Conll05st

class paddle.text. Conll05st ( data_file=None, word_dict_file=None, verb_dict_file=None, target_dict_file=None, emb_file=None, download=True ) [source]

Implementation of Conll05st test dataset.

Note: only support download test dataset automatically for that

only test dataset of Conll05st is public.

Parameters
  • data_file (str) – path to data tar file, can be set None if download is True. Default None

  • word_dict_file (str) – path to word dictionary file, can be set None if download is True. Default None

  • verb_dict_file (str) – path to verb dictionary file, can be set None if download is True. Default None

  • target_dict_file (str) – path to target dictionary file, can be set None if download is True. Default None

  • emb_file (str) – path to embedding dictionary file, only used for get_embedding can be set None if download is True. Default None

  • download (bool) – whether to download dataset automatically if data_file word_dict_file verb_dict_file target_dict_file is not set. Default True

Returns

instance of conll05st dataset

Return type

Dataset

Examples

>>> import paddle
>>> from paddle.text.datasets import Conll05st

>>> class SimpleNet(paddle.nn.Layer):
...     def __init__(self):
...         super().__init__()
...
...     def forward(self, pred_idx, mark, label):
...         return paddle.sum(pred_idx), paddle.sum(mark), paddle.sum(label)

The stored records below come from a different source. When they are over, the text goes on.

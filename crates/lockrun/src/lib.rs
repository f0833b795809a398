//! Run a command only while holding a distributed lock.
//!
//! A [`LockingSystem`] campaigns for a lock and reports acquisition edges;
//! a [`CommandRunner`] starts the command when the lock is acquired and
//! interrupts it, then kills it after a grace period, when the lock is lost.
//!
//! # Quick Start
//!
//! ```rust,no_run
//! use lockrun::*;
//! use std::time::Duration;
//!
//! #[tokio::main]
//! async fn main() -> Result<(), Box<dyn std::error::Error>> {
//!     let config = LockConfig::new(Identity::process().clone())
//!         .lease_interval(Duration::from_secs(10))
//!         .validate()?;
//!
//!     let system = EtcdLockingSystemBuilder::new()
//!         .endpoints(&["127.0.0.1:2379"])
//!         .key("nightly-backup")
//!         .build(config)
//!         .await?;
//!
//!     let (events, mut stream) = lock_events();
//!     let run = system.run(Cancellation::new(), events);
//!     tokio::pin!(run);
//!     loop {
//!         tokio::select! {
//!             result = &mut run => break result?,
//!             Some(event) = stream.recv() => println!("{event:?}"),
//!         }
//!     }
//!     system.close().await?;
//!     Ok(())
//! }
//! ```
//!
//! # Backends
//!
//! ## Key-value transactions (etcd)
//!
//! The lock is a key bound to a lease, created with a compare-and-set
//! transaction. The lease TTL frees it if the holder dies.
//!
//! ## Kubernetes coordinator
//!
//! Leader election over a `coordination.k8s.io/v1` Lease object. The Lease
//! is cleared when the holder stops gracefully.
//!
//! ## Object store
//!
//! Configuration only; running it reports [`LockError::Unsupported`].
//!
//! # Crate Organization
//!
//! This is a meta-crate that re-exports types from:
//! - `lockrun-core`: the locking system contract, events and configuration
//! - `lockrun-process`: the command runner
//! - `lockrun-etcd`: key-value transaction backend
//! - `lockrun-k8s`: Kubernetes Lease backend
//! - `lockrun-s3`: object store backend
//!
//! For fine-grained control, you can depend on individual crates instead.

pub use lockrun_core::*;

pub use lockrun_process::{CommandRunner, ProcessError, ProcessExit, ProcessResult, RunnerState};

pub use lockrun_etcd::{EtcdClient, EtcdLockingSystemBuilder, KvClient, KvLockState, KvLockingSystem};

pub use lockrun_k8s::{K8sLockingSystem, K8sLockingSystemBuilder};

pub use lockrun_s3::{ObjectStoreLockingSystem, ObjectStoreLockingSystemBuilder};
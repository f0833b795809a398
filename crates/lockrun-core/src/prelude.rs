//! Convenience prelude for locking system types.

pub use crate::cancel::Cancellation;
pub use crate::config::LockConfig;
pub use crate::error::{LockError, LockResult};
pub use crate::event::{LockEvent, LockEventStream, LockEvents, lock_events};
pub use crate::identity::Identity;
pub use crate::traits::LockingSystem;
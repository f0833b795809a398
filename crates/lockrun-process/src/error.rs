//! Error types for process supervision.

use thiserror::Error;

/// Errors returned when starting the supervised command.
#[derive(Error, Debug)]
pub enum ProcessError {
    /// No program was given.
    #[error("no command to run")]
    EmptyCommand,

    /// The runner already started its process once.
    #[error("command was already started")]
    AlreadyStarted,

    /// The program could not be started (missing binary, permissions).
    #[error("error running command '{program}': {source}")]
    Spawn {
        program: String,
        #[source]
        source: std::io::Error,
    },

    /// Signal handlers could not be installed.
    #[error("failed to install signal handlers: {0}")]
    Signals(#[source] std::io::Error),
}

/// Result type for process supervision.
pub type ProcessResult<T> = Result<T, ProcessError>;
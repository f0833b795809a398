//! Builder for the etcd-backed locking system.

use std::path::{Path, PathBuf};
use std::time::Duration;

use etcd_client::{Certificate, Client, ConnectOptions, Identity as TlsIdentity, TlsOptions};
use lockrun_core::config::LockConfig;
use lockrun_core::error::{LockError, LockResult};
use tracing::{info, instrument};

use crate::etcd::{EtcdClient, map_etcd_error};
use crate::lock::KvLockingSystem;

/// Builder for [`KvLockingSystem`] over etcd.
pub struct EtcdLockingSystemBuilder {
    endpoints: Vec<String>,
    key: String,
    ca_cert: Option<PathBuf>,
    client_cert: Option<PathBuf>,
    client_key: Option<PathBuf>,
    username: Option<String>,
    password: Option<String>,
    connect_timeout: Duration,
}

impl EtcdLockingSystemBuilder {
    /// Creates a builder targeting a local etcd with key `lock`.
    pub fn new() -> Self {
        Self {
            endpoints: vec!["127.0.0.1:2379".to_string()],
            key: "lock".to_string(),
            ca_cert: None,
            client_cert: None,
            client_key: None,
            username: None,
            password: None,
            connect_timeout: Duration::from_secs(5),
        }
    }

    /// Replaces the endpoint list.
    pub fn endpoints(mut self, endpoints: &[impl AsRef<str>]) -> Self {
        self.endpoints = endpoints
            .iter()
            .map(|e| e.as_ref().trim().to_string())
            .filter(|e| !e.is_empty())
            .collect();
        self
    }

    /// Sets the key that holds the lock.
    pub fn key(mut self, key: impl Into<String>) -> Self {
        self.key = key.into();
        self
    }

    /// Trusts the CA certificate in this PEM file.
    pub fn ca_cert(mut self, path: impl Into<PathBuf>) -> Self {
        self.ca_cert = Some(path.into());
        self
    }

    /// Authenticates with this client certificate and key (PEM files).
    pub fn client_identity(mut self, cert: impl Into<PathBuf>, key: impl Into<PathBuf>) -> Self {
        self.client_cert = Some(cert.into());
        self.client_key = Some(key.into());
        self
    }

    /// Authenticates with a user name and password.
    pub fn credentials(mut self, username: impl Into<String>, password: impl Into<String>) -> Self {
        self.username = Some(username.into());
        self.password = Some(password.into());
        self
    }

    pub fn connect_timeout(mut self, timeout: Duration) -> Self {
        self.connect_timeout = timeout;
        self
    }

    /// Checks the parameters without touching the network.
    pub fn validate(&self) -> LockResult<()> {
        if self.endpoints.is_empty() {
            return Err(LockError::InvalidConfig(
                "at least one etcd endpoint is required".to_string(),
            ));
        }
        if self.key.is_empty() {
            return Err(LockError::InvalidConfig("lease key must not be empty".to_string()));
        }
        if self.client_cert.is_some() != self.client_key.is_some() {
            return Err(LockError::InvalidConfig(
                "client certificate and key must be given together".to_string(),
            ));
        }
        Ok(())
    }

    /// Loads credentials, connects, and builds the locking system.
    #[instrument(skip_all, fields(backend = "kv-transaction", endpoints = ?self.endpoints))]
    pub async fn build(self, config: LockConfig) -> LockResult<KvLockingSystem<EtcdClient>> {
        self.validate()?;

        let mut options = ConnectOptions::new().with_connect_timeout(self.connect_timeout);
        if let Some(tls) = self.tls_options().await? {
            options = options.with_tls(tls);
        }
        if let Some(username) = self.username.as_deref().filter(|u| !u.is_empty()) {
            options = options.with_user(username, self.password.clone().unwrap_or_default());
        }

        let client = Client::connect(&self.endpoints, Some(options))
            .await
            .map_err(map_etcd_error)?;
        info!(key = %self.key, "connected to etcd");

        Ok(KvLockingSystem::new(EtcdClient::new(client), self.key, config))
    }

    async fn tls_options(&self) -> LockResult<Option<TlsOptions>> {
        if self.ca_cert.is_none() && self.client_cert.is_none() {
            return Ok(None);
        }

        let mut tls = TlsOptions::new();
        if let Some(path) = &self.ca_cert {
            tls = tls.ca_certificate(Certificate::from_pem(read_pem(path).await?));
        }
        if let (Some(cert), Some(key)) = (&self.client_cert, &self.client_key) {
            tls = tls.identity(TlsIdentity::from_pem(
                read_pem(cert).await?,
                read_pem(key).await?,
            ));
        }
        Ok(Some(tls))
    }
}

impl Default for EtcdLockingSystemBuilder {
    fn default() -> Self {
        Self::new()
    }
}

async fn read_pem(path: &Path) -> LockResult<Vec<u8>> {
    tokio::fs::read(path).await.map_err(|e| {
        LockError::Connection(Box::new(std::io::Error::new(
            e.kind(),
            format!("can't load certificates from '{}': {}", path.display(), e),
        )))
    })
}

#[cfg(test)]
mod tests {
    use super::*;

    #[test]
    fn test_endpoints_are_trimmed() {
        let builder = EtcdLockingSystemBuilder::new().endpoints(&["a:2379", " b:2379 ", ""]);
        assert_eq!(builder.endpoints, vec!["a:2379", "b:2379"]);
    }

    #[test]
    fn test_validate_rejects_missing_endpoints() {
        let builder = EtcdLockingSystemBuilder::new().endpoints(&[""]);
        assert!(matches!(builder.validate(), Err(LockError::InvalidConfig(_))));
    }

    #[test]
    fn test_validate_rejects_half_client_identity() {
        let mut builder = EtcdLockingSystemBuilder::new();
        builder.client_cert = Some(PathBuf::from("cert.pem"));
        assert!(matches!(builder.validate(), Err(LockError::InvalidConfig(_))));
    }

    #[tokio::test]
    async fn test_unreadable_certificate_is_a_connection_error() {
        let builder = EtcdLockingSystemBuilder::new().ca_cert("/nonexistent/ca.pem");
        let config = LockConfig::new(lockrun_core::Identity::new("test"));
        assert!(matches!(
            builder.build(config).await,
            Err(LockError::Connection(_))
        ));
    }
}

>>> conll05st = Conll05st()

>>> for i in range(10):
...     pred_idx, mark, label= conll05st[i][-3:]
...     pred_idx = paddle.to_tensor(pred_idx)
...     mark = paddle.to_tensor(mark)
...     label = paddle.to_tensor(label)
...
...     model = SimpleNet()
...     pred_idx, mark, label= model(pred_idx, mark, label)
...     print(pred_idx.item(), mark.item(), label.item())
>>> 
65840 5 1991
92560 5 3686
99120 5 457
121960 5 3945
4774 5 2378
14973 5 1938
36921 5 1090
26908 5 2329
62965 5 2968
97755 5 2674
get_dict ( )

get_dict

Get the word, verb and label dictionary of Wikipedia corpus.

Examples

>>> from paddle.text.datasets import Conll05st

>>> conll05st = Conll05st()
>>> word_dict, predicate_dict, label_dict = conll05st.get_dict()
get_embedding ( )

get_embedding

Get the embedding dictionary file.

Examples

>>> from paddle.text.datasets import Conll05st

>>> conll05st = Conll05st()
>>> emb_file = conll05st.get_embedding()